If 12,000 kms of roads were built in the four years of his term he would rank as the greatest President we ever had that we should make him dictator for life: 12,000 kms of roads are more than a third of the country’s existing 32,227-km network, built gradually even starting during US colonial rule.
How many national roads were built under Aquino’s term so far?
According to data posted on the DPWH website, the length of national roads (which Aquino emphasized in his speech as what he was referring to) increased from end-2009 to 2013 by only 2,328 kilometers.
However, the biggest annual increase of 1,344 kilometers was in 2010. But half of that year was still during President Arroyo’s administration.
And most of the road construction work was during Arroyo’s half of the year. Infrastructure activities typically slow down during the rainy months of July to August. Aquino, furthermore, stopped many DPWH projects when he assumed office in the second half of that year because of his mindset that these were negotiated during Arroyo’s watch, and therefore, were graft ridden.
But assume that at least a third of the roads built in 2010 were during Aquino’s first semester in office, which would be 448 kilometers.
The total roads that he could claim were built under Aquino’s watch would be just 1,432 kms., far from his “hanep po talaga” figure of 12,184 kms.

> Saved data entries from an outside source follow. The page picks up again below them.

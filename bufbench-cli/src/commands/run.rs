use std::path::PathBuf;

use bufbench::{
    CancelToken, ExternalTool, HarnessConfig, SweepReport, plot, run_sweep, store,
};
use clap::Args;

use crate::commands::load_suite;
use crate::error::{CliError, Result};

#[derive(Args, Debug, Default)]
pub struct RunArgs {
    #[arg(long, help = "Path to the suite YAML (defaults are used for missing keys)")]
    pub suite: Option<PathBuf>,
    #[arg(long, help = "Tool under test")]
    pub program: Option<PathBuf>,
    #[arg(long, help = "Technology file passed as the first argument")]
    pub tech: Option<PathBuf>,
    #[arg(long, help = "Directory for generated nets and captured output")]
    pub scratch_dir: Option<PathBuf>,
    #[arg(long, help = "Working directory for the tool (defaults to the scratch dir)")]
    pub workdir: Option<PathBuf>,
    #[arg(long, help = "First wire length")]
    pub start: Option<u64>,
    #[arg(long, help = "Wire length to stop before")]
    pub end: Option<u64>,
    #[arg(long, help = "Distance between consecutive lengths")]
    pub step: Option<u64>,
    #[arg(long, help = "Trials averaged per length")]
    pub samples: Option<usize>,
    #[arg(long, help = "Lengths measured in parallel")]
    pub workers: Option<usize>,
    #[arg(long, help = "Per-invocation timeout in milliseconds")]
    pub timeout_ms: Option<u64>,
    #[arg(long, help = "Result table path")]
    pub table: Option<PathBuf>,
    #[arg(long, help = "RAT plot path")]
    pub rat_plot: Option<PathBuf>,
    #[arg(long, help = "Time plot path")]
    pub time_plot: Option<PathBuf>,
    #[arg(long, default_value_t = false, help = "Write rows in completion order")]
    pub unsorted: bool,
    #[arg(long, default_value_t = false, help = "Skip rendering the plots")]
    pub no_plot: bool,
}

impl RunArgs {
    /// Suite file first, then command-line overrides.
    pub fn resolve(&self) -> Result<HarnessConfig> {
        let mut config = load_suite(self.suite.as_deref())?;
        if let Some(program) = &self.program {
            config.program.clone_from(program);
        }
        if let Some(tech) = &self.tech {
            config.tech_file.clone_from(tech);
        }
        if let Some(scratch_dir) = &self.scratch_dir {
            config.scratch_dir.clone_from(scratch_dir);
        }
        if self.workdir.is_some() {
            config.workdir.clone_from(&self.workdir);
        }
        if let Some(start) = self.start {
            config.sweep.start = start;
        }
        if let Some(end) = self.end {
            config.sweep.end = end;
        }
        if let Some(step) = self.step {
            config.sweep.step = step;
        }
        if let Some(samples) = self.samples {
            config.samples = samples;
        }
        if let Some(workers) = self.workers {
            config.workers = workers;
        }
        if let Some(timeout_ms) = self.timeout_ms {
            config.timeout_ms = timeout_ms;
        }
        if let Some(table) = &self.table {
            config.table.clone_from(table);
        }
        if let Some(rat_plot) = &self.rat_plot {
            config.rat_plot.clone_from(rat_plot);
        }
        if let Some(time_plot) = &self.time_plot {
            config.time_plot.clone_from(time_plot);
        }
        if self.unsorted {
            config.sort_results = false;
        }
        config.validate()?;
        Ok(config)
    }
}

pub struct RunCommand;

impl RunCommand {
    /// Cancelling `cancel` stops the sweep; nothing is written in that case.
    pub fn execute(args: &RunArgs, cancel: &CancelToken) -> Result<()> {
        let config = args.resolve()?;
        let tool = ExternalTool::new(&config, cancel.clone())?;

        let lengths = config.sweep.lengths();
        let report = run_sweep(&tool, &lengths, config.samples, config.workers, cancel)?;
        if cancel.is_cancelled() {
            return Err(CliError::Interrupted(format!(
                "{} of {} lengths finished",
                report.results.len(),
                lengths.len()
            )));
        }
        persist(&config, report)?;

        if args.no_plot {
            return Ok(());
        }
        let rows = store::read_table(&config.table)?;
        plot::render_plots(&rows, &config.rat_plot, &config.time_plot)?;
        Ok(())
    }
}

/// Writes the successful rows, in length order unless the suite asks for
/// completion order.
fn persist(config: &HarnessConfig, mut report: SweepReport) -> Result<()> {
    if report.results.is_empty() {
        return Err(CliError::InvalidInput(format!(
            "none of the {} lengths produced a result",
            report.failures.len()
        )));
    }
    if config.sort_results {
        report.results.sort_by_key(|r| r.length);
    }
    store::write_table(&config.table, &report.results)?;

    for failure in &report.failures {
        log::warn!("length {} missing from {}", failure.length, config.table.display());
    }
    Ok(())
}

Arroyo’s record was even slightly higher at 1,586 kms of roads.
(A more rigorous analysis could, however, make it actually shorter, since the DPWH data on the length of national roads from 2010 to 2013 includes local roads totaling 1,020 kms, which had simply been declared as national roads on the basis of executive orders in 2010.)

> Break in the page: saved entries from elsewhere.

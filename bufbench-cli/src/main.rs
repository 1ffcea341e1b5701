mod commands;
mod error;

use bufbench::{CancelToken, cancel_on_signals};
use clap::{Parser, Subcommand};

use crate::commands::{GenerateCommand, PlotCommand, RunCommand, UpdateResultsCommand};
use crate::commands::{
    generate::GenerateArgs, plot::PlotArgs, run::RunArgs, update::UpdateArgs,
};

#[derive(Parser)]
#[command(name = "bufbench", version, about = "Sweep benchmark for a buffer-insertion tool")]
struct Cli {
    #[command(subcommand)]
    command: Commands,
}

#[derive(Subcommand)]
enum Commands {
    /// Measure every length in the sweep, write the table and plot it
    Run(RunArgs),
    /// Render the plots from an existing result table
    Plot(PlotArgs),
    /// Write the generated net for one length
    Generate(GenerateArgs),
    /// Re-run the tool over every test*.json to refresh reference outputs
    UpdateResults(UpdateArgs),
}

fn main() {
    env_logger::Builder::from_env(env_logger::Env::default().default_filter_or("info")).init();

    let cli = Cli::parse();

    // Ctrl-C stops the tool processes before the harness exits
    let cancel = CancelToken::new();
    if let Err(e) = cancel_on_signals(&cancel) {
        log::warn!("interrupts will not stop running tools: {e}");
    }

    let result = match &cli.command {
        Commands::Run(args) => RunCommand::execute(args, &cancel),
        Commands::Plot(args) => PlotCommand::execute(args),
        Commands::Generate(args) => GenerateCommand::execute(args),
        Commands::UpdateResults(args) => UpdateResultsCommand::execute(args, &cancel),
    };

    if let Err(e) = result {
        log::error!("{e}");
        std::process::exit(1);
    }
}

How can a President dare say lies in his speech in this wired world when anybody can easily check its veracity with a few clicks of his keyboard, and alert his fellow citizens?
The explanation would be that he is an inveterate liar, or an inept President, or both.
The grossly wrong information Aquino told the country and the world in his SONA could also indicate that his bureaucracy is decaying fast.
The Technical Skills and Development Authority (Tesda) auto-mechanic instructor Jonalyn Navarosa, whom Aquino claimed in his speech was one proof of his achievements, turned out to be a graduate of a facility Isuzu Motors Corp. set up in 2008, during former President’s Arroyo’s term, as I wrote Monday. (See “Another Aquino SONA, Another Lie, “ Aug. 1)
The speechwriter or his staff didn’t bother to ask the Tesda Director-General to get on camera one of the tens of thousands he claims are graduates of the agency’s facilities. He simply googled the archives of the Philippine Information Agency’s press releases during President Arroyo’s term to get the information on Navarosa.
The speechwriter very incompetently used for his boss’ propaganda an item that had already been used for propaganda by the previous administration!
Or was this intentional?
Were these false items inserted by his staff in Aquino’s SONA deliberately, as a protest by Aquino’s own staff against his regime?
How these false items turned up in Aquino’s speech could also point to the fact that he has become such a paranoiac that his cordon sanitaire has become smaller and smaller, that only a few people were asked to read the draft, making it unlikely for errors of fact to be detected.